§ ASSIGNMENT
Type out each entry exactly.

§ DATA PROVIDED
%%

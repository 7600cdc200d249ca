use std::path::{Path, PathBuf};
use std::sync::Arc;

use dashmap::DashMap;
use jobscraper_core::error::AppError;
use jobscraper_core::traits::PromptSource;

pub const DEFAULT_PROMPTS_DIR: &str = "prompts";

/// Prompt templates stored as `{dir}/{name}.txt`.
///
/// Each template is read from disk once and served from memory afterwards.
/// Clones share the cache. Failed reads are not cached.
#[derive(Debug, Clone)]
pub struct FilePromptRepository {
    base_dir: PathBuf,
    cache: Arc<DashMap<String, String>>,
}

impl FilePromptRepository {
    pub fn new(base_dir: impl Into<PathBuf>) -> Self {
        Self {
            base_dir: base_dir.into(),
            cache: Arc::new(DashMap::new()),
        }
    }

    pub fn base_dir(&self) -> &Path {
        &self.base_dir
    }
}

impl PromptSource for FilePromptRepository {
    fn get_prompt(&self, name: &str) -> Result<String, AppError> {
        if name.is_empty() || name.contains(['/', '\\']) || name.contains("..") {
            return Err(AppError::PromptError(format!("invalid prompt name: {name}")));
        }

        if let Some(template) = self.cache.get(name) {
            return Ok(template.clone());
        }

        let path = self.base_dir.join(format!("{name}.txt"));
        let template = std::fs::read_to_string(&path).map_err(|e| {
            AppError::PromptError(format!("error reading prompt file {}: {e}", path.display()))
        })?;
        tracing::debug!(prompt = name, path = %path.display(), "Loaded prompt template");
        self.cache.insert(name.to_string(), template.clone());
        Ok(template)
    }
}
use std::sync::Arc;

use axum::extract::State;
use axum::http::{HeaderMap, Request, StatusCode};
use axum::middleware::Next;
use axum::response::{IntoResponse, Response};

use crate::dto::ErrorResponse;
use crate::state::AppState;

/// Constant-time byte comparison to prevent timing attacks on API key validation.
fn constant_time_eq(a: &[u8], b: &[u8]) -> bool {
    if a.len() != b.len() {
        return false;
    }
    a.iter()
        .zip(b.iter())
        .fold(0u8, |acc, (x, y)| acc | (x ^ y))
        == 0
}

fn bearer_token(headers: &HeaderMap) -> Option<&str> {
    headers
        .get("authorization")
        .and_then(|v| v.to_str().ok())
        .and_then(|h| h.strip_prefix("Bearer "))
}

/// Middleware that validates `Authorization: Bearer <token>` against the configured API key.
pub async fn require_api_key(
    State(state): State<Arc<AppState>>,
    request: Request<axum::body::Body>,
    next: Next,
) -> Response {
    let authenticated = bearer_token(request.headers())
        .is_some_and(|token| constant_time_eq(token.as_bytes(), state.api_key.as_bytes()));

    if !authenticated {
        tracing::debug!(path = %request.uri().path(), "Rejected unauthenticated request");
        let body = ErrorResponse {
            error: "unauthorized".to_string(),
            message: "Missing or invalid Authorization header. Expected: Bearer <api_key>"
                .to_string(),
        };
        return (StatusCode::UNAUTHORIZED, axum::Json(body)).into_response();
    }

    next.run(request).await
}
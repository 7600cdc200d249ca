mod http;

pub mod factory;
pub mod jobsch;
pub mod llm;
pub mod prompts;

pub use factory::{
    JobsChScraper, OpenAiJobProcessor, SourceScraper, build_processor, build_runner, build_scraper,
};
pub use jobsch::JobsChFetcher;
pub use llm::{LlmConfig, OpenAiCompletionClient};
pub use prompts::FilePromptRepository;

%%

§ ANSWER BELOW
repository 7600cdc200d249ca
use std::path::{Path, PathBuf};
use std::sync::Arc;

use dashmap::DashMap;
use jobscraper_core::error::AppError;
use jobscraper_core::traits::PromptSource;

pub const DEFAULT_PROMPTS_DIR: &str = "prompts";

/// Prompt templates stored as `{dir}/{name}.txt`.
///
/// Each template is read from disk once and served from memory afterwards.
/// Clones share the cache. Failed reads are not cached.
#[derive(Debug, Clone)]
pub struct FilePromptRepository {
    base_dir: PathBuf,
    cache: Arc<DashMap<String, String>>,
}

impl FilePromptRepository {
    pub fn new(base_dir: impl Into<PathBuf>) -> Self {
        Self {
            base_dir: base_dir.into(),
            cache: Arc::new(DashMap::new()),
        }
    }

    pub fn base_dir(&self) -> &Path {
        &self.base_dir
    }
}

impl PromptSource for FilePromptRepository {
    fn get_prompt(&self, name: &str) -> Result<String, AppError> {
        if name.is_empty() || name.contains(['/', '\\']) || name.contains("..") {
            return Err(AppError::PromptError(format!("invalid prompt name: {name}")));
        }

        if let Some(template) = self.cache.get(name) {
            return Ok(template.clone());
        }

        let path = self.base_dir.join(format!("{name}.txt"));
        let template = std::fs::read_to_string(&path).map_err(|e| {
            AppError::PromptError(format!("error reading prompt file {}: {e}", path.display()))
        })?;
        tracing::debug!(prompt = name, path = %path.display(), "Loaded prompt template");
        self.cache.insert(name.to_string(), template.clone());
        Ok(template)
    }
}
use std::sync::Arc;

use axum::extract::State;
use axum::http::{HeaderMap, Request, StatusCode};
use axum::middleware::Next;
use axum::response::{IntoResponse, Response};

use crate::dto::ErrorResponse;
use crate::state::AppState;

/// Constant-time byte comparison to prevent timing attacks on API key validation.
fn constant_time_eq(a: &[u8], b: &[u8]) -> bool {
    if a.len() != b.len() {
        return false;
    }
    a.iter()
        .zip(b.iter())
        .fold(0u8, |acc, (x, y)| acc | (x ^ y))
        == 0
}

fn bearer_token(headers: &HeaderMap) -> Option<&str> {
    headers
        .get("authorization")
        .and_then(|v| v.to_str().ok())
        .and_then(|h| h.strip_prefix("Bearer "))
}

/// Middleware that validates `Authorization: Bearer <token>` against the configured API key.
pub async fn require_api_key(
    State(state): State<Arc<AppState>>,
    request: Request<axum::body::Body>,
    next: Next,
) -> Response {
    let authenticated = bearer_token(request.headers())
        .is_some_and(|token| constant_time_eq(token.as_bytes(), state.api_key.as_bytes()));

    if !authenticated {
        tracing::debug!(path = %request.uri().path(), "Rejected unauthenticated request");
        let body = ErrorResponse {
            error: "unauthorized".to_string(),
            message: "Missing or invalid Authorization header. Expected: Bearer <api_key>"
                .to_string(),
        };
        return (StatusCode::UNAUTHORIZED, axum::Json(body)).into_response();
    }

    next.run(request).await
}
repository 7600cdc200d249ca
mod http;

pub mod factory;
pub mod jobsch;
pub mod llm;
pub mod prompts;

pub use factory::{
    JobsChScraper, OpenAiJobProcessor, SourceScraper, build_processor, build_runner, build_scraper,
};
pub use jobsch::JobsChFetcher;
pub use llm::{LlmConfig, OpenAiCompletionClient};
pub use prompts::FilePromptRepository;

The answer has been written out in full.